Work request — Scan the data that follows and count the lines with the string "venue"; answer with the count alone.

======== Supplied information

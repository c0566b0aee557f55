//! An application session: one store, one current route.
//!
//! A session is seeded when it starts and everything it holds is dropped
//! with it. Pages never mutate todos directly; every change goes through
//! the session's store.

use std::sync::Arc;

use crate::config::Config;
use crate::error::{Error, Result};
use crate::page::{DetailPage, ListPage, Page, PageView};
use crate::route::{Resolution, Route};
use crate::todo::{Clock, TodoId, TodoItem, TodoStore};

#[derive(Debug)]
pub struct Session {
    store: TodoStore,
    route: Route,
    page: Page,
}

impl Session {
    /// Seed a store from configuration and open the list page.
    pub fn start(config: &Config, clock: Arc<dyn Clock>) -> Self {
        let store = TodoStore::with_seed(clock, &config.seed);
        tracing::info!(todos = store.len(), "session started");
        Self::with_store(store)
    }

    pub fn with_store(store: TodoStore) -> Self {
        Self {
            store,
            route: Route::List,
            page: Page::List(ListPage::new()),
        }
    }

    pub fn store(&self) -> &TodoStore {
        &self.store
    }

    pub fn store_mut(&mut self) -> &mut TodoStore {
        &mut self.store
    }

    pub fn route(&self) -> Route {
        self.route
    }

    pub fn page(&self) -> &Page {
        &self.page
    }

    /// Split borrow for callers that drive a page against the store.
    pub fn parts_mut(&mut self) -> (&mut Page, &mut TodoStore) {
        (&mut self.page, &mut self.store)
    }

    pub fn view(&self) -> PageView {
        PageView::capture(&self.page, &self.store)
    }

    /// Navigate to a path; unknown paths land on `/`.
    pub fn navigate(&mut self, path: &str) -> Resolution {
        let resolution = Route::resolve(path);
        if resolution.redirected {
            tracing::debug!(path, "unmatched path, redirecting to /");
        }
        self.go(resolution.route);
        resolution
    }

    pub fn go(&mut self, route: Route) {
        tracing::debug!(%route, "navigate");
        self.page = match route {
            Route::List => {
                let mut list = ListPage::new();
                if let Route::Detail(previous) = self.route {
                    list.select(previous, &self.store);
                }
                Page::List(list)
            }
            Route::Detail(id) => Page::Detail(DetailPage::new(id)),
        };
        self.route = route;
    }

    /// Submit the list page's draft field.
    pub fn submit_item(&mut self) -> Result<TodoId> {
        match &mut self.page {
            Page::List(list) => list.submit(&mut self.store),
            Page::Detail(_) => Err(wrong_page("add", self.route)),
        }
    }

    pub fn toggle_current(&mut self) -> Result<&TodoItem> {
        match &self.page {
            Page::Detail(detail) => detail.toggle_complete(&mut self.store),
            Page::List(_) => Err(wrong_page("toggle", self.route)),
        }
    }

    pub fn request_delete(&mut self) -> Result<String> {
        match &mut self.page {
            Page::Detail(detail) => {
                detail.request_delete(&self.store)?;
                Ok(detail.delete_prompt().unwrap_or_default())
            }
            Page::List(_) => Err(wrong_page("delete", self.route)),
        }
    }

    pub fn cancel_delete(&mut self) {
        if let Page::Detail(detail) = &mut self.page {
            detail.cancel_delete();
        }
    }

    /// Finish a requested delete and return to the list page.
    pub fn confirm_delete(&mut self) -> Result<TodoItem> {
        let removed = match &mut self.page {
            Page::Detail(detail) => detail.confirm_delete(&mut self.store)?,
            Page::List(_) => return Err(wrong_page("delete", self.route)),
        };
        self.go(Route::List);
        Ok(removed)
    }
}

fn wrong_page(action: &str, route: Route) -> Error {
    Error::InvalidArgument(format!("{action} is not available on {route}"))
}
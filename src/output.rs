//! Shared output formatting for ticklist commands.

use serde::Serialize;

use crate::error::{Error, Result};

pub const SCHEMA_VERSION: &str = "ticklist.v1";

#[derive(Debug, Clone, Copy, Default)]
pub struct OutputOptions {
    pub json: bool,
    pub quiet: bool,
}

#[derive(Debug, Clone)]
pub struct HumanOutput {
    header: String,
    body: Vec<String>,
    summary: Vec<(String, String)>,
    warnings: Vec<String>,
    next_steps: Vec<String>,
}

impl HumanOutput {
    pub fn new(header: impl Into<String>) -> Self {
        Self {
            header: header.into(),
            body: Vec::new(),
            summary: Vec::new(),
            warnings: Vec::new(),
            next_steps: Vec::new(),
        }
    }

    /// A line printed verbatim under the header.
    pub fn push_line(&mut self, value: impl Into<String>) {
        self.body.push(value.into());
    }

    pub fn extend_lines<I, S>(&mut self, lines: I)
    where
        I: IntoIterator<Item = S>,
        S: Into<String>,
    {
        self.body.extend(lines.into_iter().map(Into::into));
    }

    pub fn push_summary(&mut self, key: impl Into<String>, value: impl Into<String>) {
        self.summary.push((key.into(), value.into()));
    }

    pub fn push_warning(&mut self, value: impl Into<String>) {
        self.warnings.push(value.into());
    }

    pub fn push_next_step(&mut self, value: impl Into<String>) {
        self.next_steps.push(value.into());
    }
}

pub fn emit_success<T: Serialize>(
    options: OutputOptions,
    command: &str,
    data: &T,
    human: Option<&HumanOutput>,
) -> Result<()> {
    if options.json {
        let warnings = human.map(|h| h.warnings.clone()).unwrap_or_default();
        let next_steps = human.map(|h| h.next_steps.clone()).unwrap_or_default();

        #[derive(Serialize)]
        struct Envelope<'a, T: Serialize> {
            schema_version: &'static str,
            command: &'a str,
            status: &'static str,
            data: &'a T,
            #[serde(skip_serializing_if = "Vec::is_empty")]
            warnings: Vec<String>,
            #[serde(skip_serializing_if = "Vec::is_empty")]
            next_steps: Vec<String>,
        }

        let payload = Envelope {
            schema_version: SCHEMA_VERSION,
            command,
            status: "success",
            data,
            warnings,
            next_steps,
        };

        println!("{}", serde_json::to_string_pretty(&payload)?);
        return Ok(());
    }

    if options.quiet {
        return Ok(());
    }

    if let Some(human) = human {
        println!("{}", format_human(human));
    }

    Ok(())
}

pub fn emit_error(command: &str, err: &Error, json: bool) -> Result<()> {
    let next_steps = error_next_steps(err);
    let hint = next_steps.first().map(|step| step.as_str());
    if json {
        #[derive(Serialize)]
        struct ErrorBody<'a> {
            message: &'a str,
            code: i32,
            kind: &'static str,
            #[serde(skip_serializing_if = "Option::is_none")]
            details: Option<serde_json::Value>,
        }

        #[derive(Serialize)]
        struct Envelope<'a> {
            schema_version: &'static str,
            command: &'a str,
            status: &'static str,
            error: ErrorBody<'a>,
            #[serde(skip_serializing_if = "Vec::is_empty")]
            next_steps: Vec<String>,
        }

        let payload = Envelope {
            schema_version: SCHEMA_VERSION,
            command,
            status: "error",
            error: ErrorBody {
                message: &err.to_string(),
                code: err.exit_code(),
                kind: error_kind(err),
                details: err.details(),
            },
            next_steps,
        };

        println!("{}", serde_json::to_string_pretty(&payload)?);
        return Ok(());
    }

    eprintln!("error: {err}");
    if let Some(hint) = hint {
        eprintln!("hint: {hint}");
    }
    Ok(())
}

pub fn format_human(output: &HumanOutput) -> String {
    let mut lines = Vec::new();
    lines.push(output.header.clone());

    if !output.body.is_empty() {
        lines.push(String::new());
        lines.extend(output.body.iter().cloned());
    }
    push_summary(&mut lines, &output.summary);
    push_section(&mut lines, "Warnings", &output.warnings);
    push_section(&mut lines, "Next steps", &output.next_steps);

    lines.join("\n")
}

pub fn infer_command_name_from_args() -> String {
    std::env::args()
        .skip(1)
        .find(|arg| !arg.starts_with('-'))
        .filter(|arg| matches!(arg.as_str(), "ui" | "show" | "run"))
        .unwrap_or_else(|| "ticklist".to_string())
}

fn error_kind(err: &Error) -> &'static str {
    match err.exit_code() {
        2 => "user_error",
        _ => "operation_failed",
    }
}

fn error_next_steps(err: &Error) -> Vec<String> {
    match err {
        Error::TodoNotFound(_) => vec!["ticklist show /".to_string()],
        Error::EmptyTask => vec!["add a non-empty task".to_string()],
        Error::InvalidConfig(_) | Error::TomlParse(_) => {
            vec!["fix .ticklist.toml then retry".to_string()]
        }
        Error::InvalidScript { .. } => vec![
            "script commands: add, complete, incomplete, toggle, delete, go, show".to_string(),
        ],
        _ => Vec::new(),
    }
}

fn push_summary(lines: &mut Vec<String>, summary: &[(String, String)]) {
    if summary.is_empty() {
        return;
    }

    lines.push(String::new());
    lines.push("Summary:".to_string());
    for (key, value) in summary {
        if value.is_empty() {
            lines.push(format!("- {key}"));
        } else {
            lines.push(format!("- {key}: {value}"));
        }
    }
}

fn push_section(lines: &mut Vec<String>, title: &str, items: &[String]) {
    if items.is_empty() {
        return;
    }

    lines.push(String::new());
    lines.push(format!("{title}:"));
    for item in items {
        lines.push(format!("- {item}"));
    }
}
//! ticklist - a single-session todo list
//!
//! Opens the interactive list and detail views by default; `show` and `run`
//! drive a session without a terminal UI.

use clap::Parser;
use ticklist::cli::Cli;
use ticklist::output::{emit_error, infer_command_name_from_args};
use tracing_subscriber::{fmt, prelude::*, EnvFilter};

fn main() {
    // Tracing is opt-in via RUST_LOG and goes to stderr so it never mixes
    // with page output. Invalid or huge filters are ignored.
    let filter = std::env::var("RUST_LOG")
        .ok()
        .and_then(|raw| {
            let raw = raw.trim();
            if raw.is_empty() || raw.len() > 4096 {
                return None;
            }
            EnvFilter::try_new(raw).ok()
        })
        .unwrap_or_else(|| EnvFilter::new("off"));

    tracing_subscriber::registry()
        .with(fmt::layer().with_writer(std::io::stderr))
        .with(filter)
        .init();

    let command = infer_command_name_from_args();
    let cli = Cli::parse();
    let json = cli.json;
    if let Err(err) = cli.run() {
        let _ = emit_error(&command, &err, json);
        std::process::exit(err.exit_code());
    }
}
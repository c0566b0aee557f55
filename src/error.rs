//! Error types for ticklist
//!
//! Exit codes:
//! - 0: Success
//! - 2: User error (empty task, unknown todo, bad args or config)
//! - 4: Operation failed (io, serialization)

use std::path::PathBuf;
use thiserror::Error;

use crate::todo::TodoId;

/// Exit codes for the ticklist CLI
pub mod exit_codes {
    pub const SUCCESS: i32 = 0;
    pub const USER_ERROR: i32 = 2;
    pub const OPERATION_FAILED: i32 = 4;
}

/// Main error type for ticklist operations
#[derive(Error, Debug)]
pub enum Error {
    // User errors (exit code 2)
    #[error("Task cannot be empty")]
    EmptyTask,

    #[error("Todo not found: {0}")]
    TodoNotFound(TodoId),

    #[error("Invalid argument: {0}")]
    InvalidArgument(String),

    #[error("Invalid configuration: {0}")]
    InvalidConfig(String),

    #[error("Config file not found: {0}")]
    ConfigNotFound(PathBuf),

    #[error("Invalid script line {line}: {message}")]
    InvalidScript { line: usize, message: String },

    // Operation failures (exit code 4)
    #[error("IO error: {0}")]
    Io(#[from] std::io::Error),

    #[error("JSON error: {0}")]
    Json(#[from] serde_json::Error),

    #[error("TOML parse error: {0}")]
    TomlParse(#[from] toml::de::Error),
}

impl Error {
    /// Get the exit code for this error
    pub fn exit_code(&self) -> i32 {
        match self {
            // User errors
            Error::EmptyTask
            | Error::TodoNotFound(_)
            | Error::InvalidArgument(_)
            | Error::InvalidConfig(_)
            | Error::ConfigNotFound(_)
            | Error::InvalidScript { .. } => exit_codes::USER_ERROR,

            // Operation failures
            Error::Io(_)
            | Error::Json(_)
            | Error::TomlParse(_) => exit_codes::OPERATION_FAILED,
        }
    }

    /// Structured fields for the JSON error envelope
    pub fn details(&self) -> Option<serde_json::Value> {
        match self {
            Error::TodoNotFound(id) => Some(serde_json::json!({ "id": id.get() })),
            Error::InvalidScript { line, message } => Some(serde_json::json!({
                "line": line,
                "message": message,
            })),
            Error::ConfigNotFound(path) => Some(serde_json::json!({
                "path": path.to_string_lossy(),
            })),
            Error::InvalidArgument(message) | Error::InvalidConfig(message) => {
                Some(serde_json::json!({ "message": message }))
            }
            _ => None,
        }
    }
}

/// Result type alias for ticklist operations
pub type Result<T> = std::result::Result<T, Error>;

/// Wrapper for displaying errors in JSON format
#[derive(serde::Serialize)]
pub struct JsonError {
    pub error: String,
    pub code: i32,
    #[serde(skip_serializing_if = "Option::is_none")]
    pub details: Option<serde_json::Value>,
}

impl From<&Error> for JsonError {
    fn from(err: &Error) -> Self {
        JsonError {
            error: err.to_string(),
            code: err.exit_code(),
            details: err.details(),
        }
    }
}
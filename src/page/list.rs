//! The list page: open and done partitions plus the "item to add" field.

use crate::error::Result;
use crate::todo::{TodoId, TodoStore};

pub const STILL_TO_DO_TITLE: &str = "Things still to do";
pub const DONE_TITLE: &str = "Things done";
pub const STILL_TO_DO_EMPTY: &str = "Nothing left to do!";
pub const DONE_EMPTY: &str = "Nothing done yet.";

#[derive(Debug, Default, Clone)]
pub struct ListPage {
    pub item_to_add: String,
    selected: usize,
}

impl ListPage {
    pub fn new() -> Self {
        Self::default()
    }

    /// Add the drafted item. The field is cleared whether or not the store
    /// accepted it.
    pub fn submit(&mut self, store: &mut TodoStore) -> Result<TodoId> {
        let task = std::mem::take(&mut self.item_to_add);
        store.add(&task)
    }

    /// Ids in display order: open items first, then done ones.
    pub fn visible_ids(store: &TodoStore) -> Vec<TodoId> {
        store
            .list_incomplete()
            .into_iter()
            .chain(store.list_complete())
            .map(|todo| todo.id)
            .collect()
    }

    /// Position of the cursor in [`ListPage::visible_ids`], clamped to the
    /// current number of items.
    pub fn cursor(&self, store: &TodoStore) -> Option<usize> {
        if store.is_empty() {
            None
        } else {
            Some(self.selected.min(store.len() - 1))
        }
    }

    pub fn selected_id(&self, store: &TodoStore) -> Option<TodoId> {
        let cursor = self.cursor(store)?;
        Self::visible_ids(store).get(cursor).copied()
    }

    pub fn move_selection(&mut self, delta: isize, store: &TodoStore) {
        let Some(cursor) = self.cursor(store) else {
            self.selected = 0;
            return;
        };
        let last = store.len() - 1;
        self.selected = cursor.saturating_add_signed(delta).min(last);
    }

    pub fn select(&mut self, id: TodoId, store: &TodoStore) {
        if let Some(pos) = Self::visible_ids(store).iter().position(|candidate| *candidate == id) {
            self.selected = pos;
        }
    }
}
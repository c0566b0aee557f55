use std::io;
use std::time::Duration;

use crossterm::event::{self, Event, KeyCode, KeyEvent, KeyEventKind, KeyModifiers};
use crossterm::execute;
use crossterm::terminal::{
    disable_raw_mode, enable_raw_mode, EnterAlternateScreen, LeaveAlternateScreen,
};
use ratatui::backend::CrosstermBackend;
use ratatui::Terminal;

use crate::config::{Config, UiConfig};
use crate::error::Result;
use crate::page::Page;
use crate::route::Route;
use crate::session::Session;

use super::view;

const EVENT_POLL_MS: u64 = 120;

#[derive(Clone, Copy, Debug, PartialEq, Eq)]
pub(crate) enum StatusKind {
    Error,
    Info,
}

/// What keystrokes currently feed.
#[derive(Clone, Copy, Debug, PartialEq, Eq)]
pub(crate) enum InputMode {
    Normal,
    /// Typing into the list page's "item to add" field.
    Adding,
    /// Typing a path to navigate to.
    Path,
}

#[derive(Default, Clone, Copy)]
struct Viewport {
    width: u16,
    height: u16,
}

pub struct AppState {
    pub(crate) session: Session,
    pub(crate) input_mode: InputMode,
    pub(crate) path_input: String,
    pub(crate) show_help: bool,
    status: Option<(String, StatusKind)>,
    viewport: Viewport,
    config: UiConfig,
}

impl AppState {
    pub fn new(session: Session, config: &UiConfig) -> Self {
        Self {
            session,
            input_mode: InputMode::Normal,
            path_input: String::new(),
            show_help: false,
            status: None,
            viewport: Viewport::default(),
            config: config.clone(),
        }
    }

    pub(crate) fn update_viewport(&mut self, width: u16, height: u16) {
        self.viewport = Viewport { width, height };
    }

    pub(crate) fn is_narrow(&self) -> bool {
        self.viewport.width > 0 && self.viewport.width < self.config.narrow_width
    }

    pub(crate) fn status_line(&self) -> Option<(String, StatusKind)> {
        self.status.clone()
    }

    pub(crate) fn item_to_add(&self) -> &str {
        match self.session.page() {
            Page::List(list) => &list.item_to_add,
            Page::Detail(_) => "",
        }
    }

    pub(crate) fn footer_hint(&self) -> String {
        match self.input_mode {
            InputMode::Adding => return "type task  enter add  esc cancel".to_string(),
            InputMode::Path => return "type path  enter go  esc cancel".to_string(),
            InputMode::Normal => {}
        }
        match self.session.page() {
            Page::Detail(detail) if detail.is_confirming_delete() => {
                "y/enter confirm delete  n/esc cancel".to_string()
            }
            Page::Detail(_) => {
                "space toggle  d delete  esc back  : go to path  ? help  q quit".to_string()
            }
            Page::List(_) => {
                "j/k move  enter details  a add  : go to path  ? help  esc/q quit".to_string()
            }
        }
    }

    pub(crate) fn count_summary(&self) -> String {
        let counts = self.session.store().counts();
        format!("to do: {}  done: {}", counts.open, counts.done)
    }

    fn set_error(&mut self, message: String) {
        self.status = Some((message, StatusKind::Error));
    }

    fn set_info(&mut self, message: String) {
        self.status = Some((message, StatusKind::Info));
    }

    /// Half of the list rows that fit on screen.
    fn list_jump(&self) -> isize {
        let rows = self.viewport.height.saturating_sub(7);
        (rows / 2).max(1) as isize
    }

    fn move_selection(&mut self, delta: isize) {
        let (page, store) = self.session.parts_mut();
        if let Page::List(list) = page {
            list.move_selection(delta, store);
        }
    }

    fn open_selected(&mut self) {
        let selected = match self.session.page() {
            Page::List(list) => list.selected_id(self.session.store()),
            Page::Detail(_) => None,
        };
        match selected {
            Some(id) => self.session.go(Route::Detail(id)),
            None => self.set_error("no todo selected".to_string()),
        }
    }

    fn edit_draft(&mut self, edit: impl FnOnce(&mut String)) {
        match self.input_mode {
            InputMode::Adding => {
                let (page, _) = self.session.parts_mut();
                if let Page::List(list) = page {
                    edit(&mut list.item_to_add);
                }
            }
            InputMode::Path => edit(&mut self.path_input),
            InputMode::Normal => {}
        }
    }

    fn submit_draft(&mut self) {
        match self.input_mode {
            InputMode::Adding => match self.session.submit_item() {
                Ok(id) => {
                    let (page, store) = self.session.parts_mut();
                    if let Page::List(list) = page {
                        list.select(id, store);
                    }
                    self.set_info(format!("added {id}"));
                }
                Err(err) => self.set_error(err.to_string()),
            },
            InputMode::Path => {
                let path = std::mem::take(&mut self.path_input);
                let resolution = self.session.navigate(&path);
                if resolution.redirected {
                    self.set_info(format!("no page at '{}', showing /", path.trim()));
                }
            }
            InputMode::Normal => {}
        }
        self.input_mode = InputMode::Normal;
    }

    fn cancel_draft(&mut self) {
        self.edit_draft(String::clear);
        self.input_mode = InputMode::Normal;
    }

    fn toggle_current(&mut self) {
        let outcome = self
            .session
            .toggle_current()
            .map(|todo| (todo.id, todo.is_complete()));
        match outcome {
            Ok((id, true)) => self.set_info(format!("marked {id} done")),
            Ok((id, false)) => self.set_info(format!("marked {id} to do")),
            Err(err) => self.set_error(err.to_string()),
        }
    }

    fn delete_current(&mut self) {
        if let Err(err) = self.session.request_delete() {
            self.set_error(err.to_string());
        }
    }

    fn confirm_delete(&mut self) {
        match self.session.confirm_delete() {
            Ok(removed) => self.set_info(format!("deleted \"{}\"", removed.task)),
            Err(err) => self.set_error(err.to_string()),
        }
    }
}

pub fn run(mut session: Session, config: &Config, path: &str) -> Result<()> {
    session.navigate(path);
    let mut app = AppState::new(session, &config.ui);
    run_terminal(&mut app)
}

fn run_terminal(app: &mut AppState) -> Result<()> {
    enable_raw_mode()?;
    let mut stdout = io::stdout();
    execute!(stdout, EnterAlternateScreen)?;
    let backend = CrosstermBackend::new(stdout);
    let mut terminal = Terminal::new(backend)?;
    let size = terminal.size()?;
    app.update_viewport(size.width, size.height);

    let result = run_loop(&mut terminal, app);

    disable_raw_mode()?;
    execute!(terminal.backend_mut(), LeaveAlternateScreen)?;
    terminal.show_cursor()?;

    result
}

fn run_loop(
    terminal: &mut Terminal<CrosstermBackend<io::Stdout>>,
    app: &mut AppState,
) -> Result<()> {
    let mut dirty = true;
    loop {
        if dirty {
            terminal.draw(|frame| {
                app.update_viewport(frame.size().width, frame.size().height);
                view::render(frame, app);
            })?;
            dirty = false;
        }

        if event::poll(Duration::from_millis(EVENT_POLL_MS))? {
            match event::read()? {
                Event::Key(key) if key.kind == KeyEventKind::Press => {
                    if handle_key(app, key) {
                        break;
                    }
                    dirty = true;
                }
                Event::Resize(width, height) => {
                    app.update_viewport(width, height);
                    dirty = true;
                }
                _ => {}
            }
        }
    }
    Ok(())
}

/// Apply one key press. Returns true when the app should exit.
pub(crate) fn handle_key(app: &mut AppState, key: KeyEvent) -> bool {
    if key.modifiers.contains(KeyModifiers::CONTROL) && key.code == KeyCode::Char('c') {
        return true;
    }

    if app.input_mode != InputMode::Normal {
        match key.code {
            KeyCode::Esc => app.cancel_draft(),
            KeyCode::Enter => app.submit_draft(),
            KeyCode::Backspace => app.edit_draft(|draft| {
                draft.pop();
            }),
            KeyCode::Char(ch) => {
                if !key.modifiers.contains(KeyModifiers::CONTROL) && !ch.is_control() {
                    app.edit_draft(|draft| draft.push(ch));
                }
            }
            _ => {}
        }
        return false;
    }

    let confirming = matches!(
        app.session.page(),
        Page::Detail(detail) if detail.is_confirming_delete()
    );
    if confirming {
        match key.code {
            KeyCode::Char('y') | KeyCode::Enter => app.confirm_delete(),
            KeyCode::Char('n') | KeyCode::Char('q') | KeyCode::Esc => {
                app.session.cancel_delete();
                app.set_info("cancelled".to_string());
            }
            _ => {}
        }
        return false;
    }

    if app.show_help {
        app.show_help = false;
        return key.code == KeyCode::Char('q');
    }

    match key.code {
        KeyCode::Char('q') => return true,
        KeyCode::Char('?') => {
            app.show_help = true;
            return false;
        }
        KeyCode::Char(':') => {
            app.path_input = app.session.route().path();
            app.input_mode = InputMode::Path;
            return false;
        }
        _ => {}
    }

    match app.session.route() {
        Route::List => match key.code {
            KeyCode::Esc => return true,
            KeyCode::Char('j') | KeyCode::Down => app.move_selection(1),
            KeyCode::Char('k') | KeyCode::Up => app.move_selection(-1),
            KeyCode::Char('g') | KeyCode::Home => app.move_selection(isize::MIN),
            KeyCode::Char('G') | KeyCode::End => app.move_selection(isize::MAX),
            KeyCode::PageDown => app.move_selection(app.list_jump()),
            KeyCode::PageUp => app.move_selection(-app.list_jump()),
            KeyCode::Enter | KeyCode::Char('l') | KeyCode::Right => app.open_selected(),
            KeyCode::Char('a') | KeyCode::Char('n') => app.input_mode = InputMode::Adding,
            _ => {}
        },
        Route::Detail(_) => match key.code {
            KeyCode::Esc | KeyCode::Backspace | KeyCode::Char('h') | KeyCode::Left => {
                app.session.go(Route::List)
            }
            KeyCode::Char(' ') | KeyCode::Char('t') | KeyCode::Char('x') => app.toggle_current(),
            KeyCode::Char('d') => app.delete_current(),
            _ => {}
        },
    }
    false
}
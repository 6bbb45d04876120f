use yew::prelude::*;

use crate::effects::use_scroll_effects;
use crate::whatsapp::WhatsAppLink;

#[derive(Clone, PartialEq)]
struct Ticket {
    name: &'static str,
    date: &'static str,
    venue: &'static str,
    price: &'static str,
}

const TICKETS: &[Ticket] = &[
    Ticket { name: "Freshers Night", date: "Fri, 7pm", venue: "SUG Arena", price: "₦2,000" },
    Ticket { name: "Tech Week Hackathon", date: "Sat, 9am", venue: "SICT Auditorium", price: "Free" },
    Ticket { name: "Comedy Hangout", date: "Sun, 6pm", venue: "Hall of Fame", price: "₦1,500" },
];

#[derive(Properties, PartialEq)]
struct TicketCardProps {
    ticket: Ticket,
}

#[function_component(TicketCard)]
fn ticket_card(props: &TicketCardProps) -> Html {
    let whatsapp = use_context::<WhatsAppLink>().unwrap_or_default();
    let ticket = props.ticket.clone();
    let buy = Callback::from(move |_: MouseEvent| {
        whatsapp.open_chat(&whatsapp.ticket_message(ticket.name));
    });

    html! {
        <div class="ticket-card">
            <h3>{props.ticket.name}</h3>
            <p class="ticket-meta">{format!("{} · {}", props.ticket.date, props.ticket.venue)}</p>
            <p class="ticket-price">{props.ticket.price}</p>
            <button class="btn btn-primary" onclick={buy}>
                <i class="fab fa-whatsapp"></i>{" Buy Ticket"}
            </button>
        </div>
    }
}

#[function_component(Events)]
pub fn events() -> Html {
    use_scroll_effects();

    html! {
        <div class="events-page section">
            <h1>{"Events"}</h1>
            <div class="tickets-grid">
                { for TICKETS.iter().map(|ticket| html! { <TicketCard ticket={ticket.clone()} /> }) }
            </div>
        </div>
    }
}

================

Reply — 5